И не обнаруживаем ли мы нечто, вполне уже проясненное дебатами о нацизме, в каждом том моменте, когда расизм и национализм индивидуализуют себя в дискурсе, массовых движениях и специфической политике? Не задают ли эта внутренняя взаимосвязь и эта трансгрессия интересов и рациональных пределов то же самое противоречие, приметы которого мы можем видеть и в современности, например в движении, которое, питая в себе ностальгию по «новому европейскому порядку» и «колониальному героизму», живописует – как может – возможность «решения» «проблемы иммигрантов»?

Обобщая эти размышления, укажу, во-первых, на то, что в историческом «поле» национализма всегда имеется взаимная детерминация национализма и расизма.

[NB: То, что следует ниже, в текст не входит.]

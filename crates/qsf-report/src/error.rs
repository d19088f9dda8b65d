//! Error types for report generation.

use thiserror::Error;

/// Errors that can occur while writing the table or the import script.
#[derive(Debug, Error)]
pub enum ReportError {
    // === Precondition Errors ===
    /// No destination was supplied for an artifact.
    #[error("no destination provided for the {artifact}")]
    MissingSink { artifact: &'static str },

    // === Stream Errors ===
    /// The CSV writer failed.
    #[error("failed to write CSV: {0}")]
    Csv(#[from] csv::Error),

    /// Writing or flushing an artifact failed.
    #[error("failed to write the {artifact}: {source}")]
    Io {
        artifact: &'static str,
        #[source]
        source: std::io::Error,
    },
}

/// Result type for report operations.
pub type Result<T> = std::result::Result<T, ReportError>;
//! Conversion of decoded question payloads into model questions.

use std::collections::BTreeMap;

use qsf_model::{Choice, DynamicChoiceKind, DynamicChoices, Question, QuestionType};

use super::elements::{ChoiceKey, ChoicePayload, ChoiceSet, ExportTags, Flag, QuestionShape};
use crate::error::{IngestError, Result};

const QUESTION_TAG: &str = "SQ";
const LOCATOR_SCHEME: &str = "q://";

/// Build a [`Question`] from the survey element at `index`.
pub(crate) fn build_question(index: usize, shape: QuestionShape) -> Result<Question> {
    let payload = match shape {
        QuestionShape::Positional(payload) => {
            // Fixed 0-10 scales: the stored value is the scale point itself.
            let mut question = Question::new(
                payload.question_id,
                payload.data_export_tag.unwrap_or_default(),
                QuestionType::FixedScale,
            );
            question.text = payload.question_text.unwrap_or_default();
            question.raw_type = payload.question_type;
            question.selector = payload.selector.unwrap_or_default();
            return Ok(question);
        }
        QuestionShape::Keyed(payload) => payload,
    };

    let selector = payload.selector.unwrap_or_default();
    let kind = QuestionType::classify(&payload.question_type, &selector);
    let mut question = Question::new(
        payload.question_id,
        payload.data_export_tag.unwrap_or_default(),
        kind,
    );
    question.text = payload.question_text.unwrap_or_default();
    question.raw_type = payload.question_type;
    question.selector = selector;
    question.sub_selector = payload.sub_selector.unwrap_or_default();
    question.groups = payload.groups;

    let export_tags = match payload.choice_data_export_tags {
        Some(ExportTags::Tags(tags)) => Some(tags),
        Some(ExportTags::Absent(_)) | None => None,
    };

    if kind == QuestionType::Matrix {
        // Matrix rows live under Choices, scale points under Answers.
        question.sub_questions = enumerate_choices(
            index,
            payload.choices.as_ref(),
            &payload.choice_order,
            export_tags.as_ref(),
        )?;
        question.choices = enumerate_choices(
            index,
            payload.answers.as_ref(),
            &payload.answer_order,
            payload.variable_naming.as_ref(),
        )?;
        question.ordered_choices = true;
    } else {
        question.choices = enumerate_choices(
            index,
            payload.choices.as_ref(),
            &payload.choice_order,
            payload.variable_naming.as_ref(),
        )?;
    }

    if let Some(dynamic) = payload.dynamic_choices {
        let mut parsed = parse_locator(index, &dynamic.locator)?;
        if let Some(kind) = dynamic.kind.as_deref().map(str::trim)
            && !kind.is_empty()
        {
            parsed.kind = DynamicChoiceKind::parse(kind);
        }
        question.dynamic_choices = Some(parsed);
    }

    Ok(question)
}

/// Walk `order` through the keyed choice map, attaching export names from `names`.
///
/// Keys may be numbers or numeric strings; both land in the same integer
/// key space. Without an explicit order the choices are taken by key.
fn enumerate_choices(
    index: usize,
    set: Option<&ChoiceSet>,
    order: &[ChoiceKey],
    names: Option<&BTreeMap<String, String>>,
) -> Result<Vec<Choice>> {
    let map = match set {
        None => return Ok(Vec::new()),
        Some(ChoiceSet::List(items)) if items.is_empty() => return Ok(Vec::new()),
        Some(ChoiceSet::List(_)) => {
            return Err(malformed(index, "choice list holds non-object entries"));
        }
        Some(ChoiceSet::Keyed(map)) => map,
    };

    let mut payloads: BTreeMap<i64, &ChoicePayload> = BTreeMap::new();
    for (key, payload) in map {
        payloads.insert(parse_key(index, key)?, payload);
    }

    let mut export_names: BTreeMap<i64, &str> = BTreeMap::new();
    for (key, name) in names.into_iter().flatten() {
        export_names.insert(parse_key(index, key)?, name.as_str());
    }

    let keys: Vec<i64> = if order.is_empty() {
        payloads.keys().copied().collect()
    } else {
        order
            .iter()
            .map(|key| choice_key(index, key))
            .collect::<Result<_>>()?
    };

    let mut choices = Vec::with_capacity(keys.len());
    for key in keys {
        let Some(payload) = payloads.get(&key) else {
            tracing::warn!(index, key, "choice order references an undefined choice");
            continue;
        };
        let has_text = match &payload.text_entry {
            Some(flag) => parse_flag(index, flag)?,
            None => false,
        };
        let choice = Choice::new(key.to_string(), payload.display.clone().unwrap_or_default())
            .with_var_name(export_names.get(&key).map(|name| (*name).to_string()))
            .with_text(has_text);
        choices.push(choice);
    }
    Ok(choices)
}

fn choice_key(index: usize, key: &ChoiceKey) -> Result<i64> {
    match key {
        ChoiceKey::Number(number) => Ok(*number),
        ChoiceKey::Text(text) => parse_key(index, text),
    }
}

fn parse_key(index: usize, key: &str) -> Result<i64> {
    key.trim()
        .parse()
        .map_err(|_| malformed(index, &format!("choice key '{key}' is not an integer")))
}

fn parse_flag(index: usize, flag: &Flag) -> Result<bool> {
    match flag {
        Flag::Bool(value) => Ok(*value),
        Flag::Text(text) => match text.trim() {
            "true" | "1" => Ok(true),
            "false" | "0" | "" => Ok(false),
            other => Err(malformed(
                index,
                &format!("text-entry flag '{other}' is not a boolean"),
            )),
        },
    }
}

/// Parse a `q://<QID>/.../<Kind>` locator.
fn parse_locator(index: usize, locator: &str) -> Result<DynamicChoices> {
    let path = locator
        .strip_prefix(LOCATOR_SCHEME)
        .ok_or_else(|| malformed(index, &format!("dynamic-choice locator '{locator}'")))?;
    let mut segments = path.split('/').filter(|segment| !segment.is_empty());
    let source = segments.next();
    let kind = segments.next_back();
    match (source, kind) {
        (Some(source), Some(kind)) => Ok(DynamicChoices {
            source: source.to_string(),
            kind: DynamicChoiceKind::parse(kind),
        }),
        _ => Err(malformed(
            index,
            &format!("dynamic-choice locator '{locator}'"),
        )),
    }
}

fn malformed(index: usize, reason: &str) -> IngestError {
    IngestError::MalformedElement {
        index,
        element: QUESTION_TAG.to_string(),
        reason: reason.to_string(),
    }
}
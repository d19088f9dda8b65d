use std::path::PathBuf;

use clap::{Parser, ValueEnum};
use clap_verbosity_flag::{Verbosity, WarnLevel};
use colorchoice_clap::Color;

#[derive(Parser)]
#[command(
    name = "qsf-convert",
    version,
    about = "Convert a survey export to a CSV table and an R import script",
    long_about = "Convert a survey export to a CSV table and an R import script.\n\n\
                  Reads the survey definition (.qsf) and the XML response export, then \
                  writes <DIR>/<STEM>.csv and <DIR>/<STEM>.R."
)]
pub struct Cli {
    /// Survey definition file (.qsf)
    #[arg(value_name = "SURVEY")]
    pub survey: PathBuf,

    /// XML response export
    #[arg(value_name = "RESPONSES")]
    pub responses: PathBuf,

    /// Output directory (defaults to the survey file's directory)
    #[arg(long = "output-dir", short = 'o', value_name = "DIR")]
    pub output_dir: Option<PathBuf>,

    /// File stem for the outputs (defaults to the survey file's stem)
    #[arg(long = "name", value_name = "STEM")]
    pub name: Option<String>,

    /// Only write the CSV table
    #[arg(long = "no-r-script")]
    pub no_r_script: bool,

    /// Path the R script reads the table from (defaults to the written CSV path)
    #[arg(long = "csv-path-in-script", value_name = "PATH")]
    pub csv_path_in_script: Option<String>,

    /// R package attached before the import; must provide read_csv
    #[arg(long = "r-library", value_name = "PACKAGE", default_value = "tidyverse")]
    pub r_library: String,

    /// Also write the parsed survey model as JSON
    #[arg(long = "dump-survey", value_name = "PATH")]
    pub dump_survey: Option<PathBuf>,

    #[command(flatten)]
    pub verbosity: Verbosity<WarnLevel>,

    #[command(flatten)]
    pub color: Color,

    /// Set log level explicitly (overrides -v/-q flags)
    #[arg(long = "log-level", value_enum, global = true)]
    pub log_level: Option<LogLevelArg>,

    /// Log output format
    #[arg(long = "log-format", value_enum, default_value = "pretty", global = true)]
    pub log_format: LogFormatArg,

    /// Append logs to this file instead of stderr
    #[arg(long = "log-file", value_name = "PATH", global = true)]
    pub log_file: Option<PathBuf>,
}

#[derive(Debug, Clone, Copy, PartialEq, Eq, ValueEnum)]
pub enum LogLevelArg {
    Error,
    Warn,
    Info,
    Debug,
    Trace,
}

#[derive(Debug, Clone, Copy, PartialEq, Eq, ValueEnum)]
pub enum LogFormatArg {
    /// Human-readable output
    Pretty,
    /// Single-line output
    Compact,
    /// Machine-readable JSON
    Json,
}
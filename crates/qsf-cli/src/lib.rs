//! Library surface of the `qsf-convert` binary.

pub mod convert;
pub mod logging;
pub mod types;
use thiserror::Error;

#[derive(Debug, Error)]
pub enum ModelError {
    /// Two answer keys collapsed onto the same normalized key and both carried data.
    ///
    /// Merging them would silently drop one respondent answer, so the response
    /// cannot be represented in a flat table.
    #[error(
        "duplicate answer for '{key}' (raw key '{raw_key}'): already have '{existing}', refusing to overwrite with '{incoming}'"
    )]
    DuplicateAnswer {
        key: String,
        raw_key: String,
        existing: String,
        incoming: String,
    },
}

pub type Result<T> = std::result::Result<T, ModelError>;
//! Block and flow bookkeeping used only while a definition is parsed.

use std::collections::{BTreeMap, BTreeSet};

use qsf_model::Question;
use tracing::{debug, warn};

use super::elements::{BlockDescriptor, FlowNode};

/// Blocks, flow order and embedded-data fields collected from the elements.
#[derive(Debug, Default)]
pub(crate) struct Layout {
    blocks: Vec<BlockDescriptor>,
    /// Block IDs in flow order, nested flows flattened in place.
    flow: Vec<String>,
    /// Whether any flow element was seen.
    has_flow: bool,
    /// Synthesized embedded-data question IDs, in first-seen order.
    embedded: Vec<String>,
}

impl Layout {
    pub fn add_blocks(&mut self, blocks: Vec<BlockDescriptor>) {
        self.blocks.extend(blocks);
    }

    /// Record the flow and synthesize a pseudo-question per embedded-data field.
    pub fn add_flow(&mut self, nodes: &[FlowNode], questions: &mut BTreeMap<String, Question>) {
        self.has_flow = true;
        self.walk_flow(nodes, questions);
    }

    fn walk_flow(&mut self, nodes: &[FlowNode], questions: &mut BTreeMap<String, Question>) {
        for node in nodes {
            for field in &node.embedded_data {
                let name = field.field.trim();
                if name.is_empty() || self.embedded.iter().any(|known| known == name) {
                    continue;
                }
                if questions.contains_key(name) {
                    warn!(field = %name, "embedded data field shadows a question ID");
                    continue;
                }
                let mut question = Question::embedded_data(name);
                question.selector = field.variable_type.clone().unwrap_or_default();
                questions.insert(question.id.clone(), question);
                self.embedded.push(name.to_string());
            }

            if node.flow.is_empty() {
                if let Some(id) = node.id.as_deref().filter(|id| !id.is_empty()) {
                    self.flow.push(id.to_string());
                }
            } else {
                debug!(node_type = ?node.node_type, "flattening nested flow");
                self.walk_flow(&node.flow, questions);
            }
        }
    }

    /// Drop every question placed in a trash block; returns how many were removed.
    pub fn remove_trash(&self, questions: &mut BTreeMap<String, Question>) -> usize {
        let mut removed = 0;
        for block in self.blocks.iter().filter(|block| block.is_trash()) {
            for id in block.question_ids() {
                if questions.remove(id).is_some() {
                    removed += 1;
                }
            }
        }
        removed
    }

    /// Export order: each flowed block's questions, then the embedded-data fields.
    ///
    /// Without any flow element the blocks are taken in declaration order.
    pub fn question_order(&self, questions: &BTreeMap<String, Question>) -> Vec<String> {
        let by_id: BTreeMap<&str, &BlockDescriptor> = self
            .blocks
            .iter()
            .filter(|block| !block.is_trash())
            .map(|block| (block.id.as_str(), block))
            .collect();

        let flow: Vec<&str> = if self.has_flow {
            self.flow.iter().map(String::as_str).collect()
        } else {
            self.blocks
                .iter()
                .filter(|block| !block.is_trash())
                .map(|block| block.id.as_str())
                .collect()
        };

        let mut seen = BTreeSet::new();
        let mut order = Vec::new();
        for block_id in flow {
            let Some(block) = by_id.get(block_id) else {
                if !self.is_trash_block(block_id) {
                    warn!(block = %block_id, "flow references an unknown block");
                }
                continue;
            };
            for id in block.question_ids() {
                if !questions.contains_key(id) {
                    warn!(block = %block_id, question = %id, "block references an unknown question");
                    continue;
                }
                if seen.insert(id) {
                    order.push(id.to_string());
                }
            }
        }

        for id in &self.embedded {
            if seen.insert(id.as_str()) && questions.contains_key(id) {
                order.push(id.clone());
            }
        }
        order
    }

    fn is_trash_block(&self, id: &str) -> bool {
        self.blocks
            .iter()
            .any(|block| block.id == id && block.is_trash())
    }
}
//! Survey ingestion.
//!
//! Reads the two documents a survey platform exports: the JSON survey
//! definition (`.qsf`) and the XML response export. Both readers take an
//! already-open stream and never touch the filesystem.

pub mod error;
pub mod qsf;
pub mod responses;

pub use error::{IngestError, Result};
pub use qsf::{
    ParsedSurvey, UnresolvedDynamicChoices, UnresolvedReason, parse_survey, parse_survey_slice,
    resolve_dynamic_choices,
};
pub use responses::{attach_responses, read_responses, read_responses_slice};
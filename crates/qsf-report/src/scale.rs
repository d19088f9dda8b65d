//! Named level sets shared between categorical columns.
//!
//! Two columns share a scale exactly when their ordered label sequences are
//! byte-identical. The scale name is a content hash, so it does not depend on
//! which question introduced the labels first.

use std::collections::BTreeMap;

use sha2::{Digest, Sha256};

/// Level appended to every scale so that skipped answers have a level.
pub const NO_RESPONSE_LEVEL: &str = "No response";

/// Extra level for pick-group-rank items left outside every group.
pub const NOT_GROUPED_LEVEL: &str = "Not grouped";

const SCALE_PREFIX: &str = "scale_";

#[derive(Debug, Clone, PartialEq, Eq)]
pub struct Scale {
    pub name: String,
    pub labels: Vec<String>,
}

impl Scale {
    /// Build a scale from ordered labels, appending the no-response level if absent.
    pub fn from_labels(mut labels: Vec<String>) -> Self {
        if !labels.iter().any(|label| label == NO_RESPONSE_LEVEL) {
            labels.push(NO_RESPONSE_LEVEL.to_string());
        }
        Self {
            name: scale_name(&labels),
            labels,
        }
    }
}

/// `scale_<sha256 hex>` over the ordered labels.
///
/// Each label is terminated by a NUL byte so that `["AB", "C"]` and
/// `["A", "BC"]` hash differently.
pub fn scale_name(labels: &[String]) -> String {
    let mut hasher = Sha256::new();
    for label in labels {
        hasher.update(label.as_bytes());
        hasher.update([0u8]);
    }
    format!("{SCALE_PREFIX}{}", hex::encode(hasher.finalize()))
}

/// Deduplicating registry of scales, iterated in name order.
#[derive(Debug, Default)]
pub struct ScaleRegistry {
    scales: BTreeMap<String, Scale>,
}

impl ScaleRegistry {
    pub fn new() -> Self {
        Self::default()
    }

    /// Register `labels` and return the name of the (possibly existing) scale.
    pub fn intern(&mut self, labels: Vec<String>) -> String {
        let scale = Scale::from_labels(labels);
        let name = scale.name.clone();
        self.scales.entry(name.clone()).or_insert(scale);
        name
    }

    pub fn scales(&self) -> impl Iterator<Item = &Scale> {
        self.scales.values()
    }

    pub fn len(&self) -> usize {
        self.scales.len()
    }

    pub fn is_empty(&self) -> bool {
        self.scales.is_empty()
    }
}
//! R import-script generation.
//!
//! The script reads the CSV table written by [`crate::write_csv`] with an
//! explicit column specification in header order. Categorical columns point at
//! shared level-set constants declared before the import and removed after it.

use std::fmt::Write as _;
use std::io::Write;
use std::sync::LazyLock;

use regex::Regex;
use tracing::{debug, info};

use qsf_model::{Column, ColumnType, Levels, Question, Survey};

use crate::error::{ReportError, Result};
use crate::scale::{NOT_GROUPED_LEVEL, ScaleRegistry};

const ARTIFACT: &str = "R script";

/// Column specifications for the leading fixed columns.
const FIXED_COLUMN_TYPES: [(&str, &str); 4] = [
    ("id", "col_character()"),
    ("finished", "col_logical()"),
    ("progress", "col_integer()"),
    ("duration", "col_integer()"),
];

const RESERVED_WORDS: [&str; 20] = [
    "if", "else", "repeat", "while", "function", "for", "next", "break", "TRUE", "FALSE", "NULL",
    "Inf", "NaN", "NA", "NA_integer_", "NA_real_", "NA_character_", "NA_complex_", "in", "T",
];

static SYNTACTIC_NAME: LazyLock<Regex> = LazyLock::new(|| {
    Regex::new(r"^(?:[A-Za-z]|\.[A-Za-z._]|\.$)[A-Za-z0-9._]*$").expect("Invalid R name regex")
});

/// Options for R script generation.
#[derive(Debug, Clone)]
pub struct RScriptOptions {
    /// Package attached at the top of the script; must provide `read_csv`.
    pub library: String,
    /// Variable the imported data frame is assigned to.
    pub data_var: String,
    /// Comment line written first, if any.
    pub banner: Option<String>,
}

impl Default for RScriptOptions {
    fn default() -> Self {
        Self {
            library: "tidyverse".to_string(),
            data_var: "data".to_string(),
            banner: Some(format!("Generated by qsf-convert {}", env!("CARGO_PKG_VERSION"))),
        }
    }
}

/// Generate an R script importing the CSV table at `csv_path`.
pub fn generate_r_script(survey: &Survey, csv_path: &str, options: &RScriptOptions) -> String {
    let mut registry = ScaleRegistry::new();
    let mut specs = Vec::new();
    for (name, spec) in FIXED_COLUMN_TYPES {
        specs.push((name.to_string(), spec.to_string()));
    }
    for (question, column) in survey.question_columns() {
        let spec = column_spec(question, &column, &mut registry);
        specs.push((column.name, spec));
    }
    debug!(
        columns = specs.len(),
        scales = registry.len(),
        "built R column specification"
    );

    let mut script = String::new();
    if let Some(banner) = &options.banner {
        let _ = writeln!(script, "# {banner}");
    }
    if !survey.title.is_empty() {
        let _ = writeln!(script, "# Survey: {}", single_line(&survey.title));
    }
    if !script.is_empty() {
        script.push('\n');
    }

    let _ = writeln!(script, "library({})", options.library);
    script.push('\n');
    let _ = writeln!(script, "input_path <- {}", r_string(csv_path));

    if !registry.is_empty() {
        script.push('\n');
        for scale in registry.scales() {
            let levels: Vec<String> = scale.labels.iter().map(|label| r_string(label)).collect();
            let _ = writeln!(script, "{} <- c({})", scale.name, levels.join(", "));
        }
    }

    script.push('\n');
    let _ = writeln!(script, "message(\"Reading \", input_path)");
    let _ = writeln!(script, "{} <- read_csv(", options.data_var);
    let _ = writeln!(script, "  input_path,");
    let _ = writeln!(script, "  col_types = cols(");
    let last = specs.len().saturating_sub(1);
    for (index, (name, spec)) in specs.iter().enumerate() {
        let separator = if index == last { "" } else { "," };
        let _ = writeln!(script, "    {} = {spec}{separator}", r_name(name));
    }
    let _ = writeln!(script, "  )");
    let _ = writeln!(script, ")");

    script.push('\n');
    let mut removed = vec!["input_path".to_string()];
    removed.extend(registry.scales().map(|scale| scale.name.clone()));
    let _ = writeln!(script, "rm({})", removed.join(", "));

    script
}

/// Write the R script to `sink`.
pub fn write_r_script<W: Write>(
    survey: &Survey,
    sink: Option<W>,
    csv_path: &str,
    options: &RScriptOptions,
) -> Result<()> {
    let mut sink = sink.ok_or(ReportError::MissingSink { artifact: ARTIFACT })?;
    let script = generate_r_script(survey, csv_path, options);
    sink.write_all(script.as_bytes())
        .and_then(|()| sink.flush())
        .map_err(|source| ReportError::Io {
            artifact: ARTIFACT,
            source,
        })?;
    info!(bytes = script.len(), "wrote R script");
    Ok(())
}

fn column_spec(question: &Question, column: &Column, registry: &mut ScaleRegistry) -> String {
    match column.column_type {
        ColumnType::Factor(levels) => factor_spec(question, levels, registry),
        ColumnType::Text => "col_character()".to_string(),
        other => format!("{}()", other.import_keyword().unwrap_or("col_guess")),
    }
}

fn factor_spec(question: &Question, levels: Levels, registry: &mut ScaleRegistry) -> String {
    let mut labels: Vec<String> = question
        .levels(levels)
        .into_iter()
        .map(|choice| choice.label)
        .collect();
    if labels.is_empty() {
        return "col_factor()".to_string();
    }
    if levels == Levels::Groups {
        labels.push(NOT_GROUPED_LEVEL.to_string());
    }
    let scale = registry.intern(labels);
    if question.levels_ordered(levels) {
        format!("col_factor(levels = {scale}, ordered = TRUE)")
    } else {
        format!("col_factor(levels = {scale})")
    }
}

/// Quote `value` as an R string literal.
fn r_string(value: &str) -> String {
    let mut quoted = String::with_capacity(value.len() + 2);
    quoted.push('"');
    for ch in value.chars() {
        match ch {
            '"' => quoted.push_str("\\\""),
            '\\' => quoted.push_str("\\\\"),
            '\n' => quoted.push_str("\\n"),
            '\r' => quoted.push_str("\\r"),
            '\t' => quoted.push_str("\\t"),
            c if c.is_control() => {
                let _ = write!(quoted, "\\u{{{:04x}}}", u32::from(c));
            }
            c => quoted.push(c),
        }
    }
    quoted.push('"');
    quoted
}

/// Column name as an argument name, backquoted unless syntactic.
fn r_name(name: &str) -> String {
    if SYNTACTIC_NAME.is_match(name) && !RESERVED_WORDS.contains(&name) {
        name.to_string()
    } else {
        format!("`{}`", name.replace('\\', "\\\\").replace('`', "\\`"))
    }
}

fn single_line(text: &str) -> String {
    text.split_whitespace().collect::<Vec<_>>().join(" ")
}
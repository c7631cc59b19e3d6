use quadrant_core::db::migrations::latest_version;
use quadrant_core::db::{open_db, open_db_in_memory, DbError};
use rusqlite::Connection;

#[test]
fn open_db_in_memory_applies_all_migrations() {
    let conn = open_db_in_memory().unwrap();

    assert_eq!(schema_version(&conn), latest_version());
    assert_table_exists(&conn, "todos");
}

#[test]
fn opening_same_database_twice_is_idempotent() {
    let dir = tempfile::tempdir().unwrap();
    let path = dir.path().join("nested").join("quadrant.sqlite3");

    let conn_first = open_db(&path).unwrap();
    assert_eq!(schema_version(&conn_first), latest_version());
    conn_first
        .execute(
            "INSERT INTO todos (id, title, quadrant, created_at)
             VALUES ('00000000-0000-4000-8000-000000000001', 'keep me', 'URGENT_IMPORTANT', 1);",
            [],
        )
        .unwrap();
    drop(conn_first);

    let conn_second = open_db(&path).unwrap();
    assert_eq!(schema_version(&conn_second), latest_version());
    let count: i64 = conn_second
        .query_row("SELECT COUNT(*) FROM todos;", [], |row| row.get(0))
        .unwrap();
    assert_eq!(count, 1);
}

#[test]
fn opening_database_with_newer_schema_version_returns_error() {
    let dir = tempfile::tempdir().unwrap();
    let path = dir.path().join("future.db");

    let conn = Connection::open(&path).unwrap();
    conn.execute_batch("PRAGMA user_version = 999;").unwrap();
    drop(conn);

    let err = open_db(&path).unwrap_err();
    match err {
        DbError::UnsupportedSchemaVersion {
            db_version,
            latest_supported,
        } => {
            assert_eq!(db_version, 999);
            assert_eq!(latest_supported, latest_version());
        }
        other => panic!("unexpected error: {other}"),
    }
}

#[test]
fn schema_rejects_unknown_quadrant_and_priority() {
    let conn = open_db_in_memory().unwrap();

    let bad_quadrant = conn.execute(
        "INSERT INTO todos (id, title, quadrant, created_at)
         VALUES ('a', 't', 'SOMEDAY', 1);",
        [],
    );
    assert!(bad_quadrant.is_err());

    let bad_priority = conn.execute(
        "INSERT INTO todos (id, title, quadrant, created_at, priority)
         VALUES ('b', 't', 'URGENT_IMPORTANT', 1, 7);",
        [],
    );
    assert!(bad_priority.is_err());
}

fn schema_version(conn: &Connection) -> u32 {
    conn.query_row("PRAGMA user_version;", [], |row| row.get(0))
        .unwrap()
}

fn assert_table_exists(conn: &Connection, table_name: &str) {
    let exists: i64 = conn
        .query_row(
            "SELECT EXISTS(
                SELECT 1
                FROM sqlite_master
                WHERE type = 'table' AND name = ?1
            );",
            [table_name],
            |row| row.get(0),
        )
        .unwrap();
    assert_eq!(exists, 1, "table {table_name} does not exist");
}
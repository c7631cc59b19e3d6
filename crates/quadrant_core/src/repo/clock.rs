//! Time source for todo timestamps and upcoming queries.

use std::sync::atomic::{AtomicI64, Ordering};
use std::time::{Duration, SystemTime, UNIX_EPOCH};

/// Source of "now" in Unix epoch milliseconds.
pub trait Clock: Send + Sync + 'static {
    fn now_ms(&self) -> i64;
}

/// Wall-clock time.
#[derive(Debug, Clone, Copy, Default)]
pub struct SystemClock;

impl Clock for SystemClock {
    fn now_ms(&self) -> i64 {
        SystemTime::now()
            .duration_since(UNIX_EPOCH)
            .map(|elapsed| i64::try_from(elapsed.as_millis()).unwrap_or(i64::MAX))
            .unwrap_or_default()
    }
}

/// Settable clock for deterministic timestamps.
#[derive(Debug, Default)]
pub struct ManualClock {
    now_ms: AtomicI64,
}

impl ManualClock {
    pub fn new(now_ms: i64) -> Self {
        Self {
            now_ms: AtomicI64::new(now_ms),
        }
    }

    pub fn set(&self, now_ms: i64) {
        self.now_ms.store(now_ms, Ordering::SeqCst);
    }

    pub fn advance(&self, by: Duration) {
        let delta = i64::try_from(by.as_millis()).unwrap_or(i64::MAX);
        self.now_ms.fetch_add(delta, Ordering::SeqCst);
    }
}

impl Clock for ManualClock {
    fn now_ms(&self) -> i64 {
        self.now_ms.load(Ordering::SeqCst)
    }
}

Эта детерминация проявляется прежде всего в том способе, каким развитие национализма и его официальное использование государством трансформирует в расизм в современном смысле этого слова (и наделяет означающими этнической принадлежности) антагонизмы и преследования совсем другого рода. Этот способ существует со времен Реконкисты в Испании, когда теологический антииудаизм был перенесен на генеалогическое исключение, основанное на «чистоте крови», в то время как raza завоевывала Новый Свет, – и продолжает существовать благодаря тому, что в современной Европе новые «опасные классы» международного пролетариата систематически подводятся под категорию «иммиграции», которая становится по преимуществу наименованием расы у наций, находящихся в кризисе постколониальной эры.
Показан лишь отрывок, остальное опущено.